You might wonder why you should do this, but there are advantages to doing this.
- First it will allow you to have a set amount of money going out, and hence makes it easier to figure your profits and loss for a given time.
- It makes sure that you are feeding money back into your company. Your company needs to grow and without funds to do so, it will never move beyond a start-up.
- It can reduce stress for you, by giving you a set amount with each pay day.
- Setting a salary for yourself also keeps you from taking more home in a month when your business does well, which can come back to you if you then have a poor month.
There are a couple of different ways to setup your business and do this. You can setup your business as a LLC (Limited Liability Company) or you can incorporate your business.
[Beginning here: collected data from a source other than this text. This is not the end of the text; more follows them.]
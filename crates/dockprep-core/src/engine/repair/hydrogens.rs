use super::{RepairContext, RepairOutcome};
use crate::core::models::structure::StructureRecord;
use crate::engine::error::PrepError;
use tracing::info;

/// Protonates at `ph`. Existing hydrogens are removed first so the result depends only on
/// this run.
pub(super) fn apply(
    mut structure: StructureRecord,
    ph: f64,
    context: &mut RepairContext,
) -> Result<RepairOutcome, PrepError> {
    let stripped = structure.strip_hydrogens();
    if stripped > 0 {
        info!("Removed {} existing hydrogens before protonation", stripped);
    }

    info!("Adding hydrogens at pH {}", ph);
    let adapter = &mut context.adapter;
    adapter.load(structure);
    adapter.add_missing_hydrogens(ph)?;
    Ok(RepairOutcome::unchanged(adapter.unload()?))
}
- With a LLC you would not give yourself paychecks, but you would instead give yourself money as a Draw, as you are drawing funds from the bank account used for the business.
- This option, while providing liability protection, also means that you file one set of taxes.
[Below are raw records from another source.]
impl AtomSiteLoader {
    fn new(id: &str) -> Self {
        Self {
            builder: StructureBuilder::new(id),
            warnings: Vec::new(),
            atom_count: 0,
            current_model: None,
            chain_ids: HashMap::new(),
            used_chain_ids: HashSet::new(),
            last_conflict: None,
        }
    }

    fn drain_rows(
        &mut self,
        pending: &mut Vec<String>,
        width: usize,
        indices: &AtomSiteIndices,
        line_num: usize,
    ) {
        if width == 0 {
            pending.clear();
            return;
        }
        while pending.len() >= width {
            let row: Vec<String> = pending.drain(..width).collect();
            self.load_row(&row, indices, line_num);
        }
    }

    fn load_row(&mut self, row: &[String], idx: &AtomSiteIndices, line_num: usize) {
        let field = |i: Option<usize>| {
            i.and_then(|i| row.get(i))
                .map(String::as_str)
                .filter(|v| *v != "?" && *v != ".")
        };
        let number = |name: &'static str, i: Option<usize>| -> Result<Option<f64>, StructuralWarning> {
            match field(i) {
                None => Ok(None),
                Some(v) => v.parse::<f64>().map(Some).map_err(|_| {
                    StructuralWarning::new(
                        line_num,
                        WarningKind::InvalidNumber {
                            field: name,
                            value: v.to_string(),
                        },
                    )
                }),
            }
        };

        let parsed = (|| -> Result<(Option<f64>, Option<f64>, Option<f64>), StructuralWarning> {
            Ok((
                number("x coordinate", idx.cartn_x)?,
                number("y coordinate", idx.cartn_y)?,
                number("z coordinate", idx.cartn_z)?,
            ))
        })();
        let (x, y, z) = match parsed {
            Ok((Some(x), Some(y), Some(z))) => (x, y, z),
            Ok(_) => {
                self.warnings.push(StructuralWarning::new(
                    line_num,
                    WarningKind::TruncatedRecord { length: row.len() },
                ));
                return;
            }
            Err(warning) => {
                self.warnings.push(warning);
                return;
            }
        };
        let occupancy = number("occupancy", idx.occupancy).ok().flatten().unwrap_or(1.0);
        let b_factor = number("B-factor", idx.b_factor).ok().flatten().unwrap_or(0.0);

        let seq_str = field(idx.auth_seq_id).or(field(idx.label_seq_id)).unwrap_or("");
        let Ok(seq) = seq_str.parse::<isize>() else {
            self.warnings.push(StructuralWarning::new(
                line_num,
                WarningKind::InvalidNumber {
                    field: "residue number",
                    value: seq_str.to_string(),
                },
            ));
            return;
        };

        let atom_name = field(idx.auth_atom_id).or(field(idx.label_atom_id)).unwrap_or("");
        let residue_name = field(idx.auth_comp_id).or(field(idx.label_comp_id)).unwrap_or("");
        let asym = field(idx.auth_asym_id).or(field(idx.label_asym_id)).unwrap_or(" ");
        let chain = self.chain_for(asym, line_num);

        if let Some(model) = field(idx.model_num) {
            if self.current_model.as_deref() != Some(model) {
                self.builder.start_model(model.parse::<isize>().ok());
                self.current_model = Some(model.to_string());
            }
        }

        let is_hetatm = field(idx.group_pdb) == Some("HETATM");
        let hetero_flag = match (is_hetatm, is_water_name(residue_name)) {
            (false, _) => HeteroFlag::Polymer,
            (true, true) => HeteroFlag::Water,
            (true, false) => HeteroFlag::Hetero,
        };

        let element = field(idx.type_symbol)
            .map(str::to_string)
            .unwrap_or_else(|| infer_element(atom_name));
        let serial = field(idx.id)
            .and_then(|v| v.parse::<usize>().ok())
            .unwrap_or(self.atom_count + 1);

        let mut atom = Atom::new(serial, atom_name, &element, Point3::new(x, y, z));
        atom.alt_loc = field(idx.label_alt_id).and_then(|v| v.chars().next());
        atom.occupancy = occupancy;
        atom.b_factor = b_factor;
        atom.charge = field(idx.formal_charge).map(cif_charge_to_pdb).unwrap_or_default();

        let insertion_code = field(idx.ins_code).and_then(|v| v.chars().next());
        self.builder.start_chain(chain);
        let result = self
            .builder
            .start_residue(ResidueNumber::new(seq, insertion_code), residue_name, hetero_flag)
            .and_then(|b| b.add_atom(atom));
        match result {
            Ok(_) => {
                self.atom_count += 1;
                self.last_conflict = None;
            }
            Err(conflict) => {
                if self.last_conflict.as_ref() != Some(&conflict) {
                    self.warnings.push(StructuralWarning::new(
                        line_num,
                        WarningKind::Conflict(conflict.clone()),
                    ));
                    self.last_conflict = Some(conflict);
                }
            }
        }
    }

    /// Maps an asym id to the single-character chain id it is stored under. Distinct asym ids
    /// never share a chain while spare ids remain.
    fn chain_for(&mut self, asym: &str, line_num: usize) -> char {
        if let Some(&chain) = self.chain_ids.get(asym) {
            return chain;
        }
        let preferred = asym.chars().next().unwrap_or(' ');
        let chain = if !self.used_chain_ids.contains(&preferred) {
            preferred
        } else {
            SPARE_CHAIN_IDS
                .chars()
                .find(|c| !self.used_chain_ids.contains(c))
                .unwrap_or(preferred)
        };
        if asym.chars().count() > 1 || chain != preferred {
            self.warnings.push(StructuralWarning::new(
                line_num,
                WarningKind::ChainRenamed {
                    from: asym.to_string(),
                    to: chain,
                },
            ));
        }
        self.used_chain_ids.insert(chain);
        self.chain_ids.insert(asym.to_string(), chain);
        chain
    }

    fn finish(self, id: &str) -> Result<ParsedStructure, ParseError> {
        if self.atom_count == 0 {
            return Err(ParseError::NoAtoms { id: id.to_string() });
        }
        Ok(ParsedStructure {
            structure: self.builder.build(),
            warnings: self.warnings,
        })
    }
}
- With a LLC you want to figure out what you want to be paid and give yourself that amount each pay period.
- Do not forget to figure your taxes and other payments, Social Security, Medicare, etc. You are still responsible for these and they will be separate from the amount you Draw each pay period for yourself.
- If you incorporate, then you would just pay yourself like any other employee of the business.
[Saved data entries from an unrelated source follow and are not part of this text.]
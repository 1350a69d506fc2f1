use dockprep::engine::config::{DEFAULT_PH, EngineConfig, SelectionPolicy};
use std::path::PathBuf;

pub struct DefaultsConfig {
    pub model_id: usize,
    pub remove_disorder: bool,
    pub remove_water: bool,
    pub remove_hetero: bool,
    pub ph: f64,
    pub pdbfixer: PathBuf,
    pub modeller_topology: Vec<String>,
    pub modeller_parameters: String,
    pub include_hetatm: bool,
    pub include_water: bool,
    pub transfer_res_num: bool,
}

impl Default for DefaultsConfig {
    fn default() -> Self {
        let selection = SelectionPolicy::default();
        let engines = EngineConfig::default();
        Self {
            model_id: selection.model_id,
            remove_disorder: selection.remove_disorder,
            remove_water: selection.remove_water,
            remove_hetero: selection.remove_hetero,
            ph: DEFAULT_PH,
            pdbfixer: engines.pdbfixer_executable,
            modeller_topology: engines.modeller_topology,
            modeller_parameters: engines.modeller_parameters,
            include_hetatm: engines.include_hetatm,
            include_water: engines.include_water,
            transfer_res_num: engines.transfer_res_num,
        }
    }
}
- This option has the advantage of keeping your taxes and your business taxes separate and profits from a business will usually be taxed at a lower rate.
- This option does also end up require more accounting work.
So now that you know a little bit about why and how to pay yourself for your business, lets talk about how to determine what you should pay yourself.
- For a long time people have been using a rule of thumb that your rent/mortgage should be 30% of your income.
- So for a simple amount of what to pay yourself, you can just take your rent/mortgage amount and do the math.
- If you pay $600/month in rent/mortgage, then you want to bring home $2000 per month, after your taxes and health insurance.
- You can also figure it by taking all your known bills and then adding extra for spending money when you go out.
- Rent/Mortgage - $600
- Utilities - $125
- Phone - $100
- Cable/Internet - $110
- Food - $150
- Gas(petrol) - $75
- Car/Home Insurance - $200
- So if you do not have many extra expenses each month, you could go under the above $2000.
- An important thing to remember when making this calculation, no matter which method you go with, is not to cut yourself short. Do not cut out parts of your life to lower what you are taking home.
- If your business takes off and you want to give yourself a raise, do it at one point in the year, like an annual raise at most businesses. Just keep track of how much more you are giving yourself.
So, have you done the math? Make sure you do, your business accounts need you to stay on top of them, and your home life needs you to keep on top of your bills.